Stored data
>>>

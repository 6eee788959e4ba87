//! The asset editor: a page listing every asset next to a form for creating
//! or editing one.
//!
//! Every action route responds with the re-rendered editor so htmx can swap
//! it in place.

mod asset_endpoints;
mod draft_endpoints;
mod page;
mod view;

use std::sync::{Arc, Mutex, MutexGuard};

use axum::{
    extract::FromRef,
    response::{IntoResponse, Response},
};
use maud::{Markup, html};

use crate::{AppState, Error, alert::Alert, editor::Editor, store::AssetStore};

pub use asset_endpoints::{delete_asset_endpoint, edit_asset_endpoint, refresh_assets_endpoint};
pub use draft_endpoints::{cancel_draft_endpoint, submit_draft_endpoint, update_draft_endpoint};
pub use page::get_assets_page;

/// The state needed by the asset editor's route handlers.
#[derive(Clone)]
pub struct AssetEditorState {
    /// The cached asset list.
    pub store: AssetStore,
    /// The form's draft.
    pub editor: Arc<Mutex<Editor>>,
}

impl FromRef<AppState> for AssetEditorState {
    fn from_ref(state: &AppState) -> Self {
        Self {
            store: state.store.clone(),
            editor: state.editor.clone(),
        }
    }
}

impl AssetEditorState {
    fn lock_editor(&self) -> Result<MutexGuard<'_, Editor>, Error> {
        self.editor
            .lock()
            .inspect_err(|error| tracing::error!("could not acquire editor lock: {error}"))
            .map_err(|_| Error::LockError)
    }

    /// Render the editor from the store's and the form's current state.
    fn render_editor(&self) -> Result<Markup, Error> {
        let editor = self.lock_editor()?.clone();
        let snapshot = self.store.snapshot();

        Ok(view::asset_editor_view(&snapshot, &editor))
    }

    fn editor_response(&self) -> Response {
        match self.render_editor() {
            Ok(markup) => markup.into_response(),
            Err(error) => error.into_alert_response(),
        }
    }

    /// Render the editor along with an alert saying how a write went.
    ///
    /// A failed write does not block the form, the alert is swapped in out of
    /// band and the refresh error shown above the form is left alone.
    fn write_response(
        &self,
        action: WriteAction,
        dealer_id: &str,
        result: Result<(), Error>,
    ) -> Response {
        let (message, details) = match &result {
            Ok(()) => (format!("Asset {dealer_id} {}", action.past_tense()), String::new()),
            Err(error) => (
                format!("Could not {} asset {dealer_id}", action.verb()),
                error.to_string(),
            ),
        };

        let alert = match result {
            Ok(()) => Alert::success(&message, &details),
            Err(_) => Alert::error(&message, &details),
        };

        match self.render_editor() {
            Ok(markup) => html!((markup) (alert.into_oob_html())).into_response(),
            Err(error) => error.into_alert_response(),
        }
    }
}

/// The backend writes the editor can trigger.
#[derive(Debug, Clone, Copy, PartialEq)]
enum WriteAction {
    Create,
    Update,
    Delete,
}

impl WriteAction {
    fn verb(self) -> &'static str {
        match self {
            WriteAction::Create => "create",
            WriteAction::Update => "update",
            WriteAction::Delete => "delete",
        }
    }

    fn past_tense(self) -> &'static str {
        match self {
            WriteAction::Create => "created",
            WriteAction::Update => "updated",
            WriteAction::Delete => "deleted",
        }
    }
}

<<<

> [What needs to be done]
All the lines above should come back exactly as written.

> [Answer section]
repository 6eee788959e4ba87
//! The asset editor: a page listing every asset next to a form for creating
//! or editing one.
//!
//! Every action route responds with the re-rendered editor so htmx can swap
//! it in place.

mod asset_endpoints;
mod draft_endpoints;
mod page;
mod view;

use std::sync::{Arc, Mutex, MutexGuard};

use axum::{
    extract::FromRef,
    response::{IntoResponse, Response},
};
use maud::{Markup, html};

use crate::{AppState, Error, alert::Alert, editor::Editor, store::AssetStore};

pub use asset_endpoints::{delete_asset_endpoint, edit_asset_endpoint, refresh_assets_endpoint};
pub use draft_endpoints::{cancel_draft_endpoint, submit_draft_endpoint, update_draft_endpoint};
pub use page::get_assets_page;

/// The state needed by the asset editor's route handlers.
#[derive(Clone)]
pub struct AssetEditorState {
    /// The cached asset list.
    pub store: AssetStore,
    /// The form's draft.
    pub editor: Arc<Mutex<Editor>>,
}

impl FromRef<AppState> for AssetEditorState {
    fn from_ref(state: &AppState) -> Self {
        Self {
            store: state.store.clone(),
            editor: state.editor.clone(),
        }
    }
}

impl AssetEditorState {
    fn lock_editor(&self) -> Result<MutexGuard<'_, Editor>, Error> {
        self.editor
            .lock()
            .inspect_err(|error| tracing::error!("could not acquire editor lock: {error}"))
            .map_err(|_| Error::LockError)
    }

    /// Render the editor from the store's and the form's current state.
    fn render_editor(&self) -> Result<Markup, Error> {
        let editor = self.lock_editor()?.clone();
        let snapshot = self.store.snapshot();

        Ok(view::asset_editor_view(&snapshot, &editor))
    }

    fn editor_response(&self) -> Response {
        match self.render_editor() {
            Ok(markup) => markup.into_response(),
            Err(error) => error.into_alert_response(),
        }
    }

    /// Render the editor along with an alert saying how a write went.
    ///
    /// A failed write does not block the form, the alert is swapped in out of
    /// band and the refresh error shown above the form is left alone.
    fn write_response(
        &self,
        action: WriteAction,
        dealer_id: &str,
        result: Result<(), Error>,
    ) -> Response {
        let (message, details) = match &result {
            Ok(()) => (format!("Asset {dealer_id} {}", action.past_tense()), String::new()),
            Err(error) => (
                format!("Could not {} asset {dealer_id}", action.verb()),
                error.to_string(),
            ),
        };

        let alert = match result {
            Ok(()) => Alert::success(&message, &details),
            Err(_) => Alert::error(&message, &details),
        };

        match self.render_editor() {
            Ok(markup) => html!((markup) (alert.into_oob_html())).into_response(),
            Err(error) => error.into_alert_response(),
        }
    }
}

/// The backend writes the editor can trigger.
#[derive(Debug, Clone, Copy, PartialEq)]
enum WriteAction {
    Create,
    Update,
    Delete,
}

impl WriteAction {
    fn verb(self) -> &'static str {
        match self {
            WriteAction::Create => "create",
            WriteAction::Update => "update",
            WriteAction::Delete => "delete",
        }
    }

    fn past_tense(self) -> &'static str {
        match self {
            WriteAction::Create => "created",
            WriteAction::Update => "updated",
            WriteAction::Delete => "deleted",
        }
    }
}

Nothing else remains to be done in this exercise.